# Aim of the exercise
Out of the entries that follow, copy each line containing "JobIdAllocator".
_ _ _ _ _
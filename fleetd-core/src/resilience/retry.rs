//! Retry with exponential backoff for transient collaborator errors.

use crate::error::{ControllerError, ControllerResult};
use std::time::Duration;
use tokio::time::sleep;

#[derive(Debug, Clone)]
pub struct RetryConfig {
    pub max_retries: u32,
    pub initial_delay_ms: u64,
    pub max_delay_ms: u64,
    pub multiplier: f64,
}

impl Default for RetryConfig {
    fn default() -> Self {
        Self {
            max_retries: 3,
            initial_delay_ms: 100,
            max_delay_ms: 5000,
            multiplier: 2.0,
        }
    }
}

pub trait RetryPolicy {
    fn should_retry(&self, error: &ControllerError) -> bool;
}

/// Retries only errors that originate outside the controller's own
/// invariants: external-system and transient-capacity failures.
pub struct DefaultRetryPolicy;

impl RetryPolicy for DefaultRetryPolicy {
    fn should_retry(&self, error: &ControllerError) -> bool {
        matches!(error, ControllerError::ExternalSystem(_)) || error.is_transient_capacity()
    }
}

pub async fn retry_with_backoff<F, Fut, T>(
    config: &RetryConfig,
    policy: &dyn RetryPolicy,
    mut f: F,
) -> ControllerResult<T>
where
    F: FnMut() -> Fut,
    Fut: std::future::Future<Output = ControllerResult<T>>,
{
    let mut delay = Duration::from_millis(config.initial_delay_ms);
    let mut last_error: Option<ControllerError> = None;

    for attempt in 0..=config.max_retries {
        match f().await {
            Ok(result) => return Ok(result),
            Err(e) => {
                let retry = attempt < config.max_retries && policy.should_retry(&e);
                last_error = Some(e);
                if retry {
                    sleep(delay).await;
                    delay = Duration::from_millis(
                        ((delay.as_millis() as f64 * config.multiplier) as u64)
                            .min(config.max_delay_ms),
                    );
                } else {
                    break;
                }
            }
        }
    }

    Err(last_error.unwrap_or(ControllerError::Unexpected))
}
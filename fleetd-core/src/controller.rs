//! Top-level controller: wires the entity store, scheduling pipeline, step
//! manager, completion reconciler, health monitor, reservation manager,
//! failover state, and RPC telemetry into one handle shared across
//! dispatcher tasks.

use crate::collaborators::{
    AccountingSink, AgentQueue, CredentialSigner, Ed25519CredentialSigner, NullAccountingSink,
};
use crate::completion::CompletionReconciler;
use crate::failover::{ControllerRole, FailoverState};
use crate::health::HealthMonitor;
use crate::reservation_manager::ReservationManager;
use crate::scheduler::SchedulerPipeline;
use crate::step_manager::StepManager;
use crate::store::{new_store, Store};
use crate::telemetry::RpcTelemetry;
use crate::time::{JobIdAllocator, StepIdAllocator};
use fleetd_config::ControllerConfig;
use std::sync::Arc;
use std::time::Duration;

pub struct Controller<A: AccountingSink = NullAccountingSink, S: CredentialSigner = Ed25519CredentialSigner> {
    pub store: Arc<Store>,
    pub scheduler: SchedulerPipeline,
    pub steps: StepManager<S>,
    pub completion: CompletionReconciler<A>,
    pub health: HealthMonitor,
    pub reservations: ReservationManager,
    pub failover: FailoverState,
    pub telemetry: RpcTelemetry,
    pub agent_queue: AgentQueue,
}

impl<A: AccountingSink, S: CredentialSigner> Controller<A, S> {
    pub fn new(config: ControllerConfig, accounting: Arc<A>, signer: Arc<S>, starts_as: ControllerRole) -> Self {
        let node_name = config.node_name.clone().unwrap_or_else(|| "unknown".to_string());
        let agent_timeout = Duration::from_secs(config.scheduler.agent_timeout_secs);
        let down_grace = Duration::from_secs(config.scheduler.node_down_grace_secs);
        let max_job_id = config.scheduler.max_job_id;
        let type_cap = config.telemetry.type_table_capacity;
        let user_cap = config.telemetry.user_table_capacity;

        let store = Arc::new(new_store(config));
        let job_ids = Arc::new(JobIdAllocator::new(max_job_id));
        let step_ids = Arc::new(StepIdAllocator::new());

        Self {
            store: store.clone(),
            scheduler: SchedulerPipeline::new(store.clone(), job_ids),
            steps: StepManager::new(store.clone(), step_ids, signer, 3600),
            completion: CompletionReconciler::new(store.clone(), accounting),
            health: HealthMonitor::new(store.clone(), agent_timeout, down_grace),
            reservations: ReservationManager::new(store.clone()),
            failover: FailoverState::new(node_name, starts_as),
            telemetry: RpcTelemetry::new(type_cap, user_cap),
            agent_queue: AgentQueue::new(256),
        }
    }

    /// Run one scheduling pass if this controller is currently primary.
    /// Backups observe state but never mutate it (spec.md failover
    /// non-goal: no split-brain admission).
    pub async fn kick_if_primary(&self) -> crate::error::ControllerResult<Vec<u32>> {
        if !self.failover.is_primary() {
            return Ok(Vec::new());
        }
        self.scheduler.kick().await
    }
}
_ _ _ _ _
# Exercise output
use crate::time::{JobIdAllocator, StepIdAllocator};
        let job_ids = Arc::new(JobIdAllocator::new(max_job_id));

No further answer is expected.